According to the U.S. Department of Labor, “the Age Discrimination in Employment Act of 1967 (ADEA) protects certain applicants and employees 40 years of age and older from discrimination on the basis of age in hiring, promotion, discharge, compensation, or terms, conditions or privileges of employment. The ADEA is enforced by the Equal Employment Opportunity Commission (EEOC)”. In other words, employers cannot deny you a position you are qualified for, fire you or pay you less solely based on your age. Most states also have anti-age discrimination laws meant to enhance the federal protections already in place and some even go so far as to cover younger workers as well.

How can you tell if you are a victim of age discrimination? Perhaps you have been working in the same company for years, but were passed up for a promotion even though you are the most qualified candidate. Maybe that 25 year old that interviewed for the job right after you did got the offer, even though they have no experience and will need to be trained. These are just a couple of examples of obvious age discrimination, but sometimes it’s simply comments or jokes about your age.

If you see a pattern that the company is hiring only younger employees, or if you are turned down for a position that you apply for and see it given to a less-qualified younger employee, it may be a sign that the company is discriminating due to age. It’s difficult to prove that someone younger was hired instead of you based on their age, but there are some clues that may prove the theory. First, if there is a clear and evident pattern of only hiring younger employees then age is definitely a determining factor. They may not have a sign posted on the door, but simple observations will tell you if it is an age-diversified workplace or not.

Promotions are another sticky subject when it comes to age discrimination. It used to be that seniority and experience was rewarded with a higher paying, more powerful position. Some employers look at older workers as liabilities and are unwilling to allow advancement to supervisory positions. They seem to promote younger, very often less-competent individuals while passing up the years of experience offered by a more mature candidate.

If you’ve been turned down for a promotion in lieu of someone younger carefully consider whether or not it was an age-based, performance-based or experience-based decision. Performance and experience don’t always go hand-in-hand, you may have years of experience, but maybe you aren’t performing as well as you could. If your performance and experience are superior to the younger worker and they still get the promotion, there is a good chance that age was the most important determining factor.

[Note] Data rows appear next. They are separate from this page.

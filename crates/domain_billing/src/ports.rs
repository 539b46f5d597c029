//! Bill repository port

use async_trait::async_trait;

use core_kernel::{BillId, ClientId, PortError};
use crate::bill::Bill;

/// Filter for listing bills
#[derive(Debug, Clone, Default)]
pub struct BillFilter {
    pub client_id: Option<ClientId>,
}

/// Storage port for bills
///
/// `pay` and `cancel` are conditional updates: exactly one of two racing
/// settlements can succeed.
#[async_trait]
pub trait BillRepository: Send + Sync {
    async fn insert(&self, bill: &Bill) -> Result<(), PortError>;

    async fn fetch(&self, id: BillId) -> Result<Bill, PortError>;

    async fn list(&self, filter: &BillFilter) -> Result<Vec<Bill>, PortError>;

    /// Marks a bill paid, conditional on it still being pending
    async fn pay(&self, id: BillId) -> Result<Bill, PortError>;

    /// Cancels a bill, conditional on it still being pending
    async fn cancel(&self, id: BillId) -> Result<Bill, PortError>;
}
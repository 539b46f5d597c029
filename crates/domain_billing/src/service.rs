//! Billing application service

use chrono::{NaiveDate, Utc};
use std::sync::Arc;
use tracing::warn;

use core_kernel::{Actor, BillId, ClientId, Money, NoticeKind, NotificationSink, Role};
use crate::bill::{Bill, LineItem};
use crate::error::BillingError;
use crate::ports::{BillFilter, BillRepository};

/// Input for generating a bill
#[derive(Debug, Clone)]
pub struct NewBill {
    pub client_id: ClientId,
    pub description: String,
    pub amount: Money,
    pub due_date: NaiveDate,
    pub items: Vec<LineItem>,
}

/// Service for bill generation and settlement
pub struct BillingService {
    bills: Arc<dyn BillRepository>,
    notices: Arc<dyn NotificationSink>,
}

impl BillingService {
    pub fn new(bills: Arc<dyn BillRepository>, notices: Arc<dyn NotificationSink>) -> Self {
        Self { bills, notices }
    }

    /// Generates a pending bill; employee only
    pub async fn generate_bill(&self, actor: &Actor, new_bill: NewBill) -> Result<Bill, BillingError> {
        if actor.role != Role::Employee {
            return Err(BillingError::not_permitted("only employees may generate bills"));
        }

        let bill = Bill::generate(
            new_bill.client_id,
            new_bill.description,
            new_bill.amount,
            new_bill.due_date,
            new_bill.items,
            actor.user_id,
            Utc::now().date_naive(),
        )?;
        self.bills.insert(&bill).await?;

        if let Err(err) = self
            .notices
            .push(
                bill.client_id.into(),
                "Payment Due",
                &format!(
                    "Your service fee payment of {} is due on {}.",
                    bill.amount, bill.due_date
                ),
                NoticeKind::Info,
            )
            .await
        {
            warn!(bill_id = %bill.id, error = %err, "failed to emit bill notice");
        }

        Ok(bill)
    }

    /// Pays a bill; the paying client must own it
    pub async fn pay_bill(&self, actor: &Actor, id: BillId) -> Result<Bill, BillingError> {
        if actor.role != Role::Client {
            return Err(BillingError::not_permitted("only clients may pay bills"));
        }
        let bill = self.bills.fetch(id).await?;
        if bill.client_id != ClientId::from(actor.user_id) {
            return Err(BillingError::BillNotFound(id.to_string()));
        }
        Ok(self.bills.pay(id).await?)
    }

    /// Cancels a pending bill; employee only
    pub async fn cancel_bill(&self, actor: &Actor, id: BillId) -> Result<Bill, BillingError> {
        if actor.role != Role::Employee {
            return Err(BillingError::not_permitted("only employees may cancel bills"));
        }
        Ok(self.bills.cancel(id).await?)
    }

    /// Fetches one bill, restricted to the caller's visibility
    pub async fn get_bill(&self, actor: &Actor, id: BillId) -> Result<Bill, BillingError> {
        let bill = self.bills.fetch(id).await?;
        if actor.role == Role::Client && bill.client_id != ClientId::from(actor.user_id) {
            return Err(BillingError::BillNotFound(id.to_string()));
        }
        Ok(bill)
    }

    /// Lists bills visible to the caller
    pub async fn list_bills(
        &self,
        actor: &Actor,
        client_id: Option<ClientId>,
    ) -> Result<Vec<Bill>, BillingError> {
        let filter = match actor.role {
            Role::Client => BillFilter {
                client_id: Some(actor.user_id.into()),
            },
            _ => BillFilter { client_id },
        };
        Ok(self.bills.list(&filter).await?)
    }
}
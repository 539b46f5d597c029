//! Notification feed repository

use async_trait::async_trait;
use chrono::{DateTime, Utc};
use sqlx::{PgPool, Postgres, QueryBuilder};
use uuid::Uuid;

use core_kernel::{NoticeKind, NotificationId, PortError, UserId};
use domain_notify::{Notification, NotificationFilter, NotificationRepository};

use crate::error::StoreError;
use super::{enum_from_text, enum_to_text};

const SELECT_COLUMNS: &str = "id, recipient_id, title, message, kind, read, created_at";

/// PostgreSQL-backed notification store
#[derive(Debug, Clone)]
pub struct PgNotificationStore {
    pool: PgPool,
}

impl PgNotificationStore {
    pub fn new(pool: PgPool) -> Self {
        Self { pool }
    }
}

#[async_trait]
impl NotificationRepository for PgNotificationStore {
    async fn insert(&self, notification: &Notification) -> Result<(), PortError> {
        sqlx::query(
            "INSERT INTO notifications (id, recipient_id, title, message, kind, read, created_at) \
             VALUES ($1, $2, $3, $4, $5, $6, $7)",
        )
        .bind(*notification.id.as_uuid())
        .bind(*notification.recipient_id.as_uuid())
        .bind(&notification.title)
        .bind(&notification.message)
        .bind(enum_to_text(&notification.kind)?)
        .bind(notification.read)
        .bind(notification.created_at)
        .execute(&self.pool)
        .await
        .map_err(StoreError::from)?;
        Ok(())
    }

    async fn fetch(&self, id: NotificationId) -> Result<Notification, PortError> {
        let sql = format!("SELECT {SELECT_COLUMNS} FROM notifications WHERE id = $1");
        let row = sqlx::query_as::<_, NotificationRow>(&sql)
            .bind(*id.as_uuid())
            .fetch_optional(&self.pool)
            .await
            .map_err(StoreError::from)?
            .ok_or_else(|| PortError::not_found("Notification", id))?;
        Ok(row.into_entity()?)
    }

    async fn list(&self, filter: &NotificationFilter) -> Result<Vec<Notification>, PortError> {
        let mut builder: QueryBuilder<Postgres> = QueryBuilder::new(format!(
            "SELECT {SELECT_COLUMNS} FROM notifications WHERE 1 = 1"
        ));
        if let Some(recipient_id) = filter.recipient_id {
            builder.push(" AND recipient_id = ");
            builder.push_bind(*recipient_id.as_uuid());
        }
        if filter.unread_only {
            builder.push(" AND NOT read");
        }
        builder.push(" ORDER BY created_at DESC");

        let rows = builder
            .build_query_as::<NotificationRow>()
            .fetch_all(&self.pool)
            .await
            .map_err(StoreError::from)?;
        rows.into_iter()
            .map(|row| row.into_entity().map_err(PortError::from))
            .collect()
    }

    async fn mark_read(&self, id: NotificationId) -> Result<Notification, PortError> {
        let sql = format!(
            "UPDATE notifications SET read = TRUE WHERE id = $1 RETURNING {SELECT_COLUMNS}"
        );
        let row = sqlx::query_as::<_, NotificationRow>(&sql)
            .bind(*id.as_uuid())
            .fetch_optional(&self.pool)
            .await
            .map_err(StoreError::from)?
            .ok_or_else(|| PortError::not_found("Notification", id))?;
        Ok(row.into_entity()?)
    }
}

/// Database row for a notification
#[derive(Debug, sqlx::FromRow)]
struct NotificationRow {
    id: Uuid,
    recipient_id: Uuid,
    title: String,
    message: String,
    kind: String,
    read: bool,
    created_at: DateTime<Utc>,
}

impl NotificationRow {
    fn into_entity(self) -> Result<Notification, StoreError> {
        let kind: NoticeKind = enum_from_text(&self.kind)?;
        Ok(Notification {
            id: NotificationId::from_uuid(self.id),
            recipient_id: UserId::from_uuid(self.recipient_id),
            title: self.title,
            message: self.message,
            kind,
            read: self.read,
            created_at: self.created_at,
        })
    }
}
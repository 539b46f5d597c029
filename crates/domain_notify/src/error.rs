//! Notification domain errors

use thiserror::Error;

use core_kernel::PortError;

#[derive(Debug, Error)]
pub enum NotifyError {
    #[error("Notification not found: {0}")]
    NotificationNotFound(String),

    #[error("Not permitted: {0}")]
    NotPermitted(String),

    #[error("Storage error: {0}")]
    Storage(String),
}

impl NotifyError {
    pub fn not_permitted(message: impl Into<String>) -> Self {
        Self::NotPermitted(message.into())
    }
}

impl From<PortError> for NotifyError {
    fn from(err: PortError) -> Self {
        match err {
            PortError::NotFound { entity_type, id } => {
                Self::NotificationNotFound(format!("{entity_type} {id}"))
            }
            other => Self::Storage(other.to_string()),
        }
    }
}
//! Information Request Domain
//!
//! An info request is a clarification thread an employee opens against a
//! specific return. Its message log is append-only and its status machine
//! is independent of the return's lifecycle:
//!
//! ```text
//! open -> in_progress -> resolved (terminal)
//! ```
//!
//! The first reply moves an open thread to in_progress; resolution is an
//! explicit employee action and threads never reopen automatically.

pub mod request;
pub mod ports;
pub mod service;
pub mod error;

pub use request::{InfoRequest, RequestStatus, ThreadMessage};
pub use ports::{RequestFilter, RequestRepository};
pub use service::{NewRequest, RequestService};
pub use error::RequestError;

If you feel that you have been the victim of age discrimination you have the legal right to file a claim against the company according to both state and federal law. Your case could be due to unfair hiring practices that favor younger workers and exclude older, more mature candidates. A claim could be filed due to being passed up for a promotion you were clearly qualified for, but that went to someone half your age. You can also file a claim if your employer or potential employer uses language that points out your age in a way that is negative with regards to your employment.

Before you file any claims outside of the company, make sure that you’ve followed the chain of command and procedures within the organization. Many times you can avoid the expense and time it takes to file a claim if you’ve documented every occasion of discrimination. Present your employer with the names, dates, times and locations of discriminatory acts as well as providing testimony from witnesses. Employers are much more likely to settle a claim if you can produce solid evidence that you were discriminated against based on your age.

If you do not get satisfaction from your employer, you can file a charge against them with the federal Equal Employment Opportunity Commission (EEOC). You must do this before you can file a lawsuit. Keep in mind that you must file a claim within 180 days of the discriminatory action so do not procrastinate. Once they receive the complaint, the EEOC will launch an investigation. If they find you have a case, they will issue a “Right To Sue” document and you can then file a case in the court system. Even with all of the protections and procedures in place, it can take months or even years to get your day in court, so be aware, but don’t give up.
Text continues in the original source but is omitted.